Ce n’est d’ailleurs pas un hasard si parmi les huit sportives les mieux rémunérées de l’année écoulée, on trouve sept joueuses de tennis avec pour seule «intruse» la skieuse acrobatique chinoise Gu Ailing Eileen, sensation des derniers Jeux olympiques d’hiver de Pékin.

A court terme, une ou deux joueuses de tennis feront peut-être leur retour dans les 100 premières positions du classement. Pas plus. Parce que les compétitions majeures du sport américain que sont la NFL (football américain), la NBA (basket-ball) et la MLB (base-ball) profiteront des nouveaux contrats médiatiques négociés par dizaines de milliards de dollars pour encore augmenter les salaires de leurs têtes de gondole. Ailleurs dans le monde, les investissements de plus en plus conséquents de l’Arabie saoudite dans des compétitions forcément masculines risquent de faire encore plus pencher la balance du côté des hommes dans la course aux hauts revenus sportifs. C’est probablement le frein majeur à une arrivée plus massive du sport féminin dans les hautes sphères de ce classement: si les revenus des sportives ont augmenté, le seuil d’entrée dans le Top100 n’a cessé de grimper au cours de la dernière décennie. De seize millions de dollars il y a dix ans, il est passé à 26 millions en 2021 et atteint désormais 32,5 millions.
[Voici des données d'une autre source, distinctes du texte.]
//! 运行轮询：等待 Assistant run 到达终态。
//!
//! # Run Completion Poller
//!
//! Runs execute asynchronously upstream. [`wait_for_completion`] polls a run
//! until it reaches a terminal state, the deadline passes, or the caller
//! cancels. `requires_action` is reported as an error because this provider
//! never submits tool outputs.

use crate::types::run::{Run, RunStatus};
use crate::{Error, Result};
use async_trait::async_trait;
use std::time::Duration;
use tokio::time::Instant;
use tokio_util::sync::CancellationToken;
use tracing::{debug, info, warn};

pub const DEFAULT_POLL_INTERVAL: Duration = Duration::from_secs(5);
pub const DEFAULT_RUN_TIMEOUT: Duration = Duration::from_secs(600);

/// Anything that can report the current state of a run.
#[async_trait]
pub trait RunStatusSource: Send + Sync {
    async fn fetch_run(&self, thread_id: &str, run_id: &str) -> Result<Run>;
}

#[derive(Debug, Clone, Copy, PartialEq, Eq)]
pub struct PollOptions {
    pub interval: Duration,
    pub timeout: Duration,
}

impl PollOptions {
    pub fn new(interval: Duration, timeout: Duration) -> Self {
        Self { interval, timeout }
    }

    pub fn with_interval(mut self, interval: Duration) -> Self {
        self.interval = interval;
        self
    }

    pub fn with_timeout(mut self, timeout: Duration) -> Self {
        self.timeout = timeout;
        self
    }
}

impl Default for PollOptions {
    fn default() -> Self {
        Self {
            interval: DEFAULT_POLL_INTERVAL,
            timeout: DEFAULT_RUN_TIMEOUT,
        }
    }
}

/// Poll `run_id` until it completes.
///
/// Returns the completed run, or:
/// - [`Error::RunFailed`] for `failed`, `cancelled`, `expired` and `incomplete`;
/// - [`Error::RunRequiresAction`] for `requires_action`;
/// - [`Error::UnknownRunStatus`] for statuses this crate does not know;
/// - [`Error::RunTimeout`] once `timeout` has elapsed since the first poll;
/// - [`Error::Cancelled`] if `cancel` fires, checked before every poll and
///   raced against both the fetch and the sleep.
pub async fn wait_for_completion<S>(
    source: &S,
    thread_id: &str,
    run_id: &str,
    opts: PollOptions,
    cancel: &CancellationToken,
) -> Result<Run>
where
    S: RunStatusSource + ?Sized,
{
    let start = Instant::now();
    let mut polls: u32 = 0;
    let mut last_status = RunStatus::Queued;

    loop {
        if cancel.is_cancelled() {
            return Err(Error::Cancelled {
                operation: "run polling",
            });
        }

        let elapsed = start.elapsed();
        if polls > 0 && elapsed >= opts.timeout {
            warn!(
                run_id,
                thread_id,
                polls,
                last_status = %last_status,
                "run did not reach a terminal state before the deadline"
            );
            return Err(Error::RunTimeout {
                run_id: run_id.to_string(),
                timeout: opts.timeout,
                last_status,
            });
        }

        let run = tokio::select! {
            _ = cancel.cancelled() => {
                return Err(Error::Cancelled { operation: "run polling" });
            }
            res = source.fetch_run(thread_id, run_id) => res?,
        };
        polls += 1;
        debug!(run_id, thread_id, polls, status = %run.status, "polled run");

        match &run.status {
            RunStatus::Completed => {
                info!(run_id, thread_id, polls, "run completed");
                return Ok(run);
            }
            RunStatus::Failed | RunStatus::Cancelled | RunStatus::Expired | RunStatus::Incomplete => {
                return Err(Error::RunFailed {
                    run_id: run_id.to_string(),
                    status: run.status.clone(),
                    reason: run.failure_reason(),
                });
            }
            RunStatus::RequiresAction => {
                return Err(Error::RunRequiresAction {
                    run_id: run_id.to_string(),
                });
            }
            status if status.is_pending() => {}
            other => {
                return Err(Error::UnknownRunStatus {
                    run_id: run_id.to_string(),
                    status: other.as_str().to_string(),
                });
            }
        }
        last_status = run.status;

        let remaining = opts.timeout.saturating_sub(start.elapsed());
        let pause = opts.interval.min(remaining);
        tokio::select! {
            _ = cancel.cancelled() => {
                return Err(Error::Cancelled { operation: "run polling" });
            }
            _ = tokio::time::sleep(pause) => {}
        }
    }
}

#[cfg(test)]
mod tests {
    use super::*;
    use std::collections::VecDeque;
    use std::sync::atomic::{AtomicU32, Ordering};
    use std::sync::Mutex;

    /// Replays a fixed status sequence, repeating the last entry forever.
    struct ScriptedRun {
        statuses: Mutex<VecDeque<&'static str>>,
        polls: AtomicU32,
    }

    impl ScriptedRun {
        fn new(statuses: &[&'static str]) -> Self {
            Self {
                statuses: Mutex::new(statuses.iter().copied().collect()),
                polls: AtomicU32::new(0),
            }
        }

        fn polls(&self) -> u32 {
            self.polls.load(Ordering::SeqCst)
        }
    }

    #[async_trait]
    impl RunStatusSource for ScriptedRun {
        async fn fetch_run(&self, thread_id: &str, run_id: &str) -> Result<Run> {
            self.polls.fetch_add(1, Ordering::SeqCst);
            let status = {
                let mut q = self.statuses.lock().unwrap();
                if q.len() > 1 {
                    q.pop_front().unwrap()
                } else {
                    *q.front().unwrap()
                }
            };
            let mut run = serde_json::json!({
                "id": run_id,
                "thread_id": thread_id,
                "assistant_id": "asst_1",
                "status": status,
            });
            if status == "failed" {
                run["last_error"] = serde_json::json!({"code": "server_error", "message": "boom"});
            }
            Ok(serde_json::from_value(run).unwrap())
        }
    }

    fn opts() -> PollOptions {
        PollOptions::new(Duration::from_secs(5), Duration::from_secs(60))
    }

    #[tokio::test(start_paused = true)]
    async fn test_completes_after_three_polls() {
        let source = ScriptedRun::new(&["queued", "in_progress", "completed"]);
        let cancel = CancellationToken::new();
        let start = Instant::now();

        let run = wait_for_completion(&source, "thread_1", "run_1", opts(), &cancel)
            .await
            .unwrap();

        assert_eq!(run.status, RunStatus::Completed);
        assert_eq!(source.polls(), 3);
        assert_eq!(start.elapsed(), Duration::from_secs(10));
    }

    #[tokio::test(start_paused = true)]
    async fn test_failure_after_two_polls_carries_reason() {
        let source = ScriptedRun::new(&["in_progress", "failed"]);
        let cancel = CancellationToken::new();

        let err = wait_for_completion(&source, "thread_1", "run_1", opts(), &cancel)
            .await
            .unwrap_err();

        assert_eq!(source.polls(), 2);
        match err {
            Error::RunFailed { status, reason, .. } => {
                assert_eq!(status, RunStatus::Failed);
                assert!(reason.contains("boom"));
            }
            other => panic!("unexpected error: {other}"),
        }
    }

    #[tokio::test(start_paused = true)]
    async fn test_never_terminal_times_out() {
        let source = ScriptedRun::new(&["queued", "in_progress"]);
        let cancel = CancellationToken::new();
        let start = Instant::now();
        let opts = PollOptions::new(Duration::from_secs(5), Duration::from_secs(12));

        let err = wait_for_completion(&source, "thread_1", "run_1", opts, &cancel)
            .await
            .unwrap_err();

        match err {
            Error::RunTimeout { last_status, timeout, .. } => {
                assert_eq!(last_status, RunStatus::InProgress);
                assert_eq!(timeout, Duration::from_secs(12));
            }
            other => panic!("unexpected error: {other}"),
        }
        // Polls at 0s, 5s and 10s, then a 2s sleep up to the deadline.
        assert_eq!(source.polls(), 3);
        assert_eq!(start.elapsed(), Duration::from_secs(12));
    }

    #[tokio::test(start_paused = true)]
    async fn test_cancel_during_sleep_is_not_a_timeout() {
        let source = ScriptedRun::new(&["in_progress"]);
        let cancel = CancellationToken::new();
        let trigger = cancel.clone();
        tokio::spawn(async move {
            tokio::time::sleep(Duration::from_secs(7)).await;
            trigger.cancel();
        });

        let err = wait_for_completion(&source, "thread_1", "run_1", opts(), &cancel)
            .await
            .unwrap_err();

        assert!(matches!(err, Error::Cancelled { .. }), "{err}");
        assert_eq!(source.polls(), 2);
    }

    #[tokio::test(start_paused = true)]
    async fn test_already_cancelled_never_polls() {
        let source = ScriptedRun::new(&["completed"]);
        let cancel = CancellationToken::new();
        cancel.cancel();

        let err = wait_for_completion(&source, "thread_1", "run_1", opts(), &cancel)
            .await
            .unwrap_err();

        assert!(matches!(err, Error::Cancelled { .. }));
        assert_eq!(source.polls(), 0);
    }

    #[tokio::test(start_paused = true)]
    async fn test_requires_action_and_unknown_are_errors() {
        let cancel = CancellationToken::new();

        let source = ScriptedRun::new(&["queued", "requires_action"]);
        let err = wait_for_completion(&source, "thread_1", "run_1", opts(), &cancel)
            .await
            .unwrap_err();
        assert!(matches!(err, Error::RunRequiresAction { .. }));
        assert!(err.to_string().contains("not supported"));

        let source = ScriptedRun::new(&["paused"]);
        let err = wait_for_completion(&source, "thread_1", "run_1", opts(), &cancel)
            .await
            .unwrap_err();
        match err {
            Error::UnknownRunStatus { status, .. } => assert_eq!(status, "paused"),
            other => panic!("unexpected error: {other}"),
        }
    }

    #[tokio::test(start_paused = true)]
    async fn test_cancelling_keeps_polling() {
        let source = ScriptedRun::new(&["cancelling", "cancelled"]);
        let cancel = CancellationToken::new();

        let err = wait_for_completion(&source, "thread_1", "run_1", opts(), &cancel)
            .await
            .unwrap_err();

        assert_eq!(source.polls(), 2);
        assert!(matches!(
            err,
            Error::RunFailed {
                status: RunStatus::Cancelled,
                ..
            }
        ));
    }
}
Bref, la voie de l’égalité est encore loin. Les valeurs olympiques tentent pourtant d’en faire un cheval de bataille à leur manière, avec les prochains Jeux de Paris qui seront les premiers de l’histoire à voir autant de femmes que d’hommes sur la longue liste des participants. Pour l’égalité des revenus, par contre, et en imaginant que la médiatisation du sport féminin poursuive son essor, il faudra sans doute encore attendre une bonne décennie. Au minimum.